Two GiveWell staffers have entered parameters for the various assumptions to derive "pessimistic," "base case," and "optimistic" estimates of Living Goods' cost per life saved (similar in concept to Living Goods' "low case," "mid case," and "best case"). The two staffers used somewhat different assumptions but generated similar estimates:133

  • Pessimistic: About $37,000 per life saved
  • Base case: About $10,000 per life saved
  • Optimistic: About $4,400 per life saved

Details in this spreadsheet.134 In the future, we may ask Living Goods for some additional information that will help us improve the model (details in footnote).135 In the future, we may also conduct further research to help us improve the model (details in footnote).136

Note that the estimate does not take into account any other potential benefits of the program, such as improved health in non-fatal cases or economic benefits from the purchase of money-saving durables such as solar lights, more efficient cook stoves, or water filters (discussed above). The estimate focuses solely on under-5 mortality because this was the primary outcome examined by Living Goods’ RCT. We do not have enough information about Living Goods’ effects on other health outcomes to confidently include them in our analysis.

Average cost per life saved of Living Goods’ Uganda program

The figures discussed above estimate the average cost per life saved by the Living Goods program. This approach is consistent with our approach to estimating cost effectiveness for our top charities and seeks to deal with issues of "leverage" by treating all donor funds the same.

Another approach, and one that Living Goods favors relative to the approach above, would be to attempt to calculate an average cost per life saved for Living Goods’ Uganda program only.

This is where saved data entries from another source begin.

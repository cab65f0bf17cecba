use cfgtree_cli::Cli;
use clap::Parser;

fn main() {
    let cli = Cli::parse();

    if let Err(e) = cli.run() {
        eprintln!("❌ Error: {e}");
        std::process::exit(1);
    }
}
//! Reader and writer for the INI-style configuration file.
//!
//! ```ini
//! version = 2.0.0
//! timeout = 30
//!
//! [network]
//! proxy =
//!
//! [network:proxy]
//! host = localhost:8080
//! ```
//!
//! Keys before the first header form the global block. `[DEFAULT]` and `[]`
//! headers also open the global block. Indented lines continue the previous
//! value; `#` and `;` start comment lines.
//!
//! Values are stored unquoted, so a value does not keep leading or trailing
//! whitespace on any of its lines, trailing newlines, or `\r\n` line breaks
//! (they read back as `\n`).

use cfgtree_core::{ConfigError, Result};

/// A `[header]` block and its key/value pairs, in file order.
#[derive(Debug, Clone, Default, PartialEq)]
pub struct IniBlock {
    pub header: String,
    pub line: usize,
    pub entries: Vec<(String, String)>,
}

#[derive(Debug, Clone, Default, PartialEq)]
pub struct IniDocument {
    pub global: Vec<(String, String)>,
    pub blocks: Vec<IniBlock>,
}

impl IniDocument {
    pub fn global_value(&self, key: &str) -> Option<&str> {
        self.global
            .iter()
            .find(|(k, _)| k.eq_ignore_ascii_case(key))
            .map(|(_, v)| v.as_str())
    }

    pub fn is_empty(&self) -> bool {
        self.global.is_empty() && self.blocks.is_empty()
    }
}

fn is_global_header(name: &str) -> bool {
    name.is_empty() || name.eq_ignore_ascii_case("default")
}

pub fn parse(text: &str) -> Result<IniDocument> {
    let mut doc = IniDocument::default();
    // None = global block, Some(i) = doc.blocks[i]
    let mut current: Option<usize> = None;
    let mut continuing = false;

    for (idx, raw) in text.lines().enumerate() {
        let line = idx + 1;
        let trimmed = raw.trim();
        let indented = raw.starts_with([' ', '\t']);

        if indented && continuing {
            let entries = entries_mut(&mut doc, current);
            if let Some((_, value)) = entries.last_mut() {
                value.push('\n');
                value.push_str(trimmed);
            }
            continue;
        }
        if continuing {
            finish_value(entries_mut(&mut doc, current));
        }
        continuing = false;

        if trimmed.is_empty() || trimmed.starts_with(['#', ';']) {
            continue;
        }

        if let Some(inner) = trimmed.strip_prefix('[') {
            let name = inner
                .strip_suffix(']')
                .ok_or_else(|| parse_error(line, "unterminated section header"))?
                .trim();
            if is_global_header(name) {
                current = None;
                continue;
            }
            if doc.blocks.iter().any(|b| b.header.eq_ignore_ascii_case(name)) {
                return Err(parse_error(line, format!("duplicate section `{name}`")));
            }
            doc.blocks.push(IniBlock {
                header: name.to_string(),
                line,
                entries: Vec::new(),
            });
            current = Some(doc.blocks.len() - 1);
            continue;
        }

        let (key, value) = match trimmed.split_once('=') {
            Some((key, value)) => (key.trim(), value.trim()),
            None => (trimmed, ""),
        };
        if key.is_empty() {
            return Err(parse_error(line, "missing key before `=`"));
        }
        let entries = entries_mut(&mut doc, current);
        if entries.iter().any(|(k, _)| k.eq_ignore_ascii_case(key)) {
            return Err(parse_error(line, format!("duplicate key `{key}`")));
        }
        entries.push((key.to_string(), value.to_string()));
        continuing = true;
    }
    if continuing {
        finish_value(entries_mut(&mut doc, current));
    }

    Ok(doc)
}

fn entries_mut(doc: &mut IniDocument, current: Option<usize>) -> &mut Vec<(String, String)> {
    match current {
        Some(i) => &mut doc.blocks[i].entries,
        None => &mut doc.global,
    }
}

/// Continuation lines may leave blank trailing lines behind.
fn finish_value(entries: &mut [(String, String)]) {
    if let Some((_, value)) = entries.last_mut() {
        let kept = value.trim_end_matches('\n').len();
        value.truncate(kept);
    }
}

fn parse_error(line: usize, reason: impl Into<String>) -> ConfigError {
    ConfigError::Parse {
        line,
        reason: reason.into(),
    }
}

pub fn write(doc: &IniDocument) -> String {
    let mut out = String::new();
    for (key, value) in &doc.global {
        write_pair(&mut out, key, value);
    }
    for block in &doc.blocks {
        if !out.is_empty() {
            out.push('\n');
        }
        out.push('[');
        out.push_str(&block.header);
        out.push_str("]\n");
        for (key, value) in &block.entries {
            write_pair(&mut out, key, value);
        }
    }
    out
}

fn write_pair(out: &mut String, key: &str, value: &str) {
    out.push_str(key);
    out.push_str(" =");
    let mut lines = value.split('\n');
    if let Some(first) = lines.next().filter(|first| !first.is_empty()) {
        out.push(' ');
        out.push_str(first);
    }
    out.push('\n');
    for rest in lines {
        out.push_str("    ");
        out.push_str(rest);
        out.push('\n');
    }
}
//! The closed set of option value kinds and their normalization rules.
//!
//! Every kind maps an arbitrary [`Value`] to its canonical representation
//! ([`InputKind::normalize`]) and back to the plain text stored in the
//! configuration file ([`InputKind::render`]). For every canonical value `v`,
//! `normalize(Value::Str(render(v))) == v`.

use serde::{Deserialize, Serialize};
use std::fmt;
use std::path::{Component, Path, PathBuf};
use std::str::FromStr;

use crate::error::{ConfigError, Result};
use crate::value::{Address, Value};

#[derive(Debug, Clone, Copy, PartialEq, Eq, Hash, Default, Serialize, Deserialize)]
#[serde(rename_all = "lowercase")]
pub enum InputKind {
    #[default]
    Str,
    Int,
    Bool,
    Float,
    Octal,
    Size,
    Password,
    File,
    Folder,
    Address,
    Bytes,
    StrList,
}

impl InputKind {
    pub const ALL: [InputKind; 12] = [
        InputKind::Str,
        InputKind::Int,
        InputKind::Bool,
        InputKind::Float,
        InputKind::Octal,
        InputKind::Size,
        InputKind::Password,
        InputKind::File,
        InputKind::Folder,
        InputKind::Address,
        InputKind::Bytes,
        InputKind::StrList,
    ];

    pub fn name(self) -> &'static str {
        match self {
            InputKind::Str => "str",
            InputKind::Int => "int",
            InputKind::Bool => "bool",
            InputKind::Float => "float",
            InputKind::Octal => "octal",
            InputKind::Size => "size",
            InputKind::Password => "password",
            InputKind::File => "file",
            InputKind::Folder => "folder",
            InputKind::Address => "address",
            InputKind::Bytes => "bytes",
            InputKind::StrList => "strlist",
        }
    }

    /// Whether values of this kind should be masked when displayed.
    pub fn is_secret(self) -> bool {
        matches!(self, InputKind::Password)
    }

    /// Convert `raw` into the canonical value for this kind.
    pub fn normalize(self, raw: Value) -> Result<Value> {
        match self {
            InputKind::Str | InputKind::Password => to_text(raw).map(Value::Str),
            InputKind::Int => to_int(raw).map(Value::Int),
            InputKind::Bool => to_bool(raw).map(Value::Bool),
            InputKind::Float => to_float(raw).map(Value::Float),
            InputKind::Octal => to_octal(raw).map(Value::Int),
            InputKind::Size => to_size(raw).map(Value::Int),
            InputKind::File | InputKind::Folder => to_path(raw).map(Value::Path),
            InputKind::Address => to_address(raw).map(Value::Address),
            InputKind::Bytes => to_bytes(raw).map(Value::Bytes),
            InputKind::StrList => to_list(raw).map(Value::List),
        }
    }

    /// Plain-text file representation of a canonical value.
    pub fn render(self, value: &Value) -> String {
        match (self, value) {
            (InputKind::Octal, Value::Int(n)) => format!("0o{n:o}"),
            _ => value.to_string(),
        }
    }
}

impl fmt::Display for InputKind {
    fn fmt(&self, f: &mut fmt::Formatter<'_>) -> fmt::Result {
        f.write_str(self.name())
    }
}

impl FromStr for InputKind {
    type Err = ConfigError;

    fn from_str(s: &str) -> Result<Self> {
        let wanted = s.trim().to_ascii_lowercase();
        let aliases = match wanted.as_str() {
            "string" | "text" => "str",
            "integer" => "int",
            "boolean" => "bool",
            "bytesize" => "size",
            "dir" | "directory" => "folder",
            "list" => "strlist",
            other => other,
        };
        InputKind::ALL
            .into_iter()
            .find(|k| k.name() == aliases)
            .ok_or_else(|| ConfigError::InvalidValue(format!("unknown input kind `{s}`")))
    }
}
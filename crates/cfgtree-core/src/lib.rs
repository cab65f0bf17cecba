//! # cfgtree-core
//!
//! Shared vocabulary for the cfgtree workspace: the error taxonomy, the
//! canonical [`Value`] type, and the closed set of [`InputKind`]s with their
//! normalization rules.

pub mod error;
pub mod kind;
pub mod value;

pub use error::{ConfigError, Result};
pub use kind::InputKind;
pub use value::{Address, Value};
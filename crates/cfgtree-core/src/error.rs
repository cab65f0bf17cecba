use thiserror::Error;

/// Unified error type for every cfgtree crate.
#[derive(Error, Debug)]
pub enum ConfigError {
    // ── Validation errors ──────────────────────────────────────
    #[error("invalid value: {0}")]
    InvalidValue(String),

    #[error("key already exists: {0}")]
    AlreadyExistsKey(String),

    #[error("no such entry: {0}")]
    NotFound(String),

    // ── Persistence errors ─────────────────────────────────────
    #[error("config version mismatch: found {found:?}, expected {expected}")]
    VersionMismatch {
        found: Option<String>,
        expected: String,
    },

    #[error("parse error at line {line}: {reason}")]
    Parse { line: usize, reason: String },

    // ── Generic wrappers ───────────────────────────────────────
    #[error("io error: {0}")]
    Io(#[from] std::io::Error),

    #[error("version error: {0}")]
    Version(#[from] semver::Error),
}

impl ConfigError {
    pub fn invalid(what: impl std::fmt::Display) -> Self {
        ConfigError::InvalidValue(what.to_string())
    }

    pub fn is_not_found(&self) -> bool {
        matches!(self, ConfigError::NotFound(_))
    }
}

pub type Result<T> = std::result::Result<T, ConfigError>;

This excludes many costs that Living Goods expects to incur regardless of the number of CHPs it supports, namely, U.S. headquarters costs and the costs of supporting the partnership team.

With these assumptions, we estimate a base case of about $7,000 per life saved.137 As noted above, this estimate is not directly comparable with cost effectiveness estimates we have created for other charities.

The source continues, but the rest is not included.